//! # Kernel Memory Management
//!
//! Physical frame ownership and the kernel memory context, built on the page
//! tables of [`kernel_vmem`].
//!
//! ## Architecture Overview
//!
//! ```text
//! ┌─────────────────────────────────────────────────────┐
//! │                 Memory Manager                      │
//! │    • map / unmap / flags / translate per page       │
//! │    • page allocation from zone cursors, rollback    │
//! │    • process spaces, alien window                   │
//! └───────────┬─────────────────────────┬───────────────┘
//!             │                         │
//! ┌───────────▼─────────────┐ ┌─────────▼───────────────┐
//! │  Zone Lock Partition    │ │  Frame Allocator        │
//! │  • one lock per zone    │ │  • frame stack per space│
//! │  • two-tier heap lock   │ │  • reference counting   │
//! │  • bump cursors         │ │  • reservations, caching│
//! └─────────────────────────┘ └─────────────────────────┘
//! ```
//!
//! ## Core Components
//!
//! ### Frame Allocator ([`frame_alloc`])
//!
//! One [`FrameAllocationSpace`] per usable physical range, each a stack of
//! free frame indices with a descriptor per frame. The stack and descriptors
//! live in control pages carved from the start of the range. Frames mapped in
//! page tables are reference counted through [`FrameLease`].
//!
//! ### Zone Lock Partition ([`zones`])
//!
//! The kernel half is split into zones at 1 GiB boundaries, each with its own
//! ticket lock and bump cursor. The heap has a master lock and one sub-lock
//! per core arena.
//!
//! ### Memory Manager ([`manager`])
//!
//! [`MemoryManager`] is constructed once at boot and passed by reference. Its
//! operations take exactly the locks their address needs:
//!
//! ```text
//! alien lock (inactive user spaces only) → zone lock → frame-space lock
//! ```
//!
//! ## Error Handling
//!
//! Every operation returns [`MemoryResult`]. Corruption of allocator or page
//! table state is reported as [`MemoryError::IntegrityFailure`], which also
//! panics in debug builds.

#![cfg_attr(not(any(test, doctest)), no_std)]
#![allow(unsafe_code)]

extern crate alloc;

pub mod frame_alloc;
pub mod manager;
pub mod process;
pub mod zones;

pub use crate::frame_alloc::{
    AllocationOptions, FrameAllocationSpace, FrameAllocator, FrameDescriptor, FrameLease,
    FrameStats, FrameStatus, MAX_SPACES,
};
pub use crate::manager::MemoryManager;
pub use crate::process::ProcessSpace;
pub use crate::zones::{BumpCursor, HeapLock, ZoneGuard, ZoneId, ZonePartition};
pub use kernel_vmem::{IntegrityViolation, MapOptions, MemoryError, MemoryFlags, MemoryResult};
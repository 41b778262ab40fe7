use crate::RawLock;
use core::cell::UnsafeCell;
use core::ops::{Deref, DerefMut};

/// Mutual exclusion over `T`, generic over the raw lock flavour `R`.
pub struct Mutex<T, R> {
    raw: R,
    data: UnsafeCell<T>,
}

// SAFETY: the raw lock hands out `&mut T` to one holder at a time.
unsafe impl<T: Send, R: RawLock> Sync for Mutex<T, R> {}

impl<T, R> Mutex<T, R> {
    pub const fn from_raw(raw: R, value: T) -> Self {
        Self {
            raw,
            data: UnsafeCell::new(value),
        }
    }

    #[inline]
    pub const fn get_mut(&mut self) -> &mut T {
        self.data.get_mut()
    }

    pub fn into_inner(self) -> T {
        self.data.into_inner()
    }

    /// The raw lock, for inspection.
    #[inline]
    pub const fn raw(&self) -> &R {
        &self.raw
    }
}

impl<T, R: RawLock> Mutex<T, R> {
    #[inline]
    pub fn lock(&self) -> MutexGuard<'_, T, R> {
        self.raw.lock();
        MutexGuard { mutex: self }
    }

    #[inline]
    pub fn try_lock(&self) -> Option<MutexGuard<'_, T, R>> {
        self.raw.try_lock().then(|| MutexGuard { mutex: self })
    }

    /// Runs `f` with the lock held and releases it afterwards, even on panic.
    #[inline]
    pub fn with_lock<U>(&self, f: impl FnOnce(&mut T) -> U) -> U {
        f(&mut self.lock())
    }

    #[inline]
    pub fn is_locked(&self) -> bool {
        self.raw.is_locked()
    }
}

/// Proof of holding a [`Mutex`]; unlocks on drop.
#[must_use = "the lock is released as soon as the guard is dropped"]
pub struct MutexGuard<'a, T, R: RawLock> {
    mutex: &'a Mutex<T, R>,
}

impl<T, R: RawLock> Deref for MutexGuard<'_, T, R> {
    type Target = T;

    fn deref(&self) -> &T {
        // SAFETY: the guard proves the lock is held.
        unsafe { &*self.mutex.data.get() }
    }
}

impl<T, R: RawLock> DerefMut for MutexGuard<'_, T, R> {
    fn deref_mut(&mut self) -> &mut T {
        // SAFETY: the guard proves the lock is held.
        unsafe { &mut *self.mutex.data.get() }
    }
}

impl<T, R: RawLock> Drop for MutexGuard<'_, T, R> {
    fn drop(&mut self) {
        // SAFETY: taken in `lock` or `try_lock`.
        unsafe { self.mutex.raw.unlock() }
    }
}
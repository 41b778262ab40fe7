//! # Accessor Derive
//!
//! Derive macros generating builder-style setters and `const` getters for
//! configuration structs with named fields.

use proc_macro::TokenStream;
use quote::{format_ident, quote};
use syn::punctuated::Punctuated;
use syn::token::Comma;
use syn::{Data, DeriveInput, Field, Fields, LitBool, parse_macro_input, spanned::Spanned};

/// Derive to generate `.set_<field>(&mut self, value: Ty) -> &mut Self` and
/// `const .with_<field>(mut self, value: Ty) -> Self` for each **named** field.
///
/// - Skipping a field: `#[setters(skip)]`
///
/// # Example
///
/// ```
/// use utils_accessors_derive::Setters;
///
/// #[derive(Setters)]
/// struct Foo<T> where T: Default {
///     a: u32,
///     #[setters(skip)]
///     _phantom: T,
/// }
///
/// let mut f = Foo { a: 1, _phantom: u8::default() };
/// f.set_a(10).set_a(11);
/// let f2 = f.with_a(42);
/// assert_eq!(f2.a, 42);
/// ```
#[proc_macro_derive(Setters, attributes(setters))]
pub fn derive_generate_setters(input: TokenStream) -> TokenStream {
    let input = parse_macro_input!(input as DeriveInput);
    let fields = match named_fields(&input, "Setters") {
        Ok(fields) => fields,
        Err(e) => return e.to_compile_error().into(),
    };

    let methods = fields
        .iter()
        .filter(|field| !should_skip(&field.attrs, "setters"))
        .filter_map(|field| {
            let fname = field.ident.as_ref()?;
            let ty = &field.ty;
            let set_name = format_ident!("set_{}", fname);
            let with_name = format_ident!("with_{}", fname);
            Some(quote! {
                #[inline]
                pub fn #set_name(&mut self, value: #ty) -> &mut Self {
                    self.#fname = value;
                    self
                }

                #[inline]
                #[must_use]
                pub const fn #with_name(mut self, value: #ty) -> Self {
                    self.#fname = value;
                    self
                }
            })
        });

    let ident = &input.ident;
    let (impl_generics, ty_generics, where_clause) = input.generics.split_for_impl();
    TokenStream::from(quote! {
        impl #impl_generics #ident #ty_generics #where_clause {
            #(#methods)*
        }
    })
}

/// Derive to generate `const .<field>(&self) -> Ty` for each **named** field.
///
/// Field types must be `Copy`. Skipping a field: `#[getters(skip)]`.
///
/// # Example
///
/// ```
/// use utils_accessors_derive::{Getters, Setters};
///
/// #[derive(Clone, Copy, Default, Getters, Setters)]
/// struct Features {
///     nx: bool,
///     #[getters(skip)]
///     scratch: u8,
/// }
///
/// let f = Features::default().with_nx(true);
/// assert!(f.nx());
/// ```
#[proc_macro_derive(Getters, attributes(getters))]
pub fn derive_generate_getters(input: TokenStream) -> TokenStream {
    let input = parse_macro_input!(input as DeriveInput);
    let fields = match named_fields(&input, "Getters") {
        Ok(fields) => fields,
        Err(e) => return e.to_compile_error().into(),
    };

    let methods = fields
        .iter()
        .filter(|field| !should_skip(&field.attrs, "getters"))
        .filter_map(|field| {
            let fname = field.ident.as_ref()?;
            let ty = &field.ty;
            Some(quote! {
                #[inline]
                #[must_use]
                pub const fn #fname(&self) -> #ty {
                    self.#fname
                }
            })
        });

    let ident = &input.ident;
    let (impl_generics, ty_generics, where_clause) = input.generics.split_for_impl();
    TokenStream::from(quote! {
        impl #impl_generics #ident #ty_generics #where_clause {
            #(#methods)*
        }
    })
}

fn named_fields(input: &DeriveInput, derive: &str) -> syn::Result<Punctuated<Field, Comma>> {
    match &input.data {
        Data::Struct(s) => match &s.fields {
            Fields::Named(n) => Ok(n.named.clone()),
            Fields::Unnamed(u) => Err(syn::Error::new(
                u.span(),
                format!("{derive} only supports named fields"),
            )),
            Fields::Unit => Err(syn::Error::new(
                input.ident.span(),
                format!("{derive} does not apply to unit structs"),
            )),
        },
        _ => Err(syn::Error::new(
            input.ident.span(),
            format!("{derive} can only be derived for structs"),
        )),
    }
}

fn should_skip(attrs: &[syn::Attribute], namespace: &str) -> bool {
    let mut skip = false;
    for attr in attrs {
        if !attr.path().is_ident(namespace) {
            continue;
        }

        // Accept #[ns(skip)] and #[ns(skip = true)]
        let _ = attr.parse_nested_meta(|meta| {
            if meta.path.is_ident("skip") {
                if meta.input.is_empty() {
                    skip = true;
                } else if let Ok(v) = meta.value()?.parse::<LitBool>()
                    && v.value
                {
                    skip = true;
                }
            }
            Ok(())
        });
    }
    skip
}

#### Exercise instructions:
All lines in the listing above with the string "Features" should be returned.

#### Answer area:
/// struct Features {
/// let f = Features::default().with_nx(true);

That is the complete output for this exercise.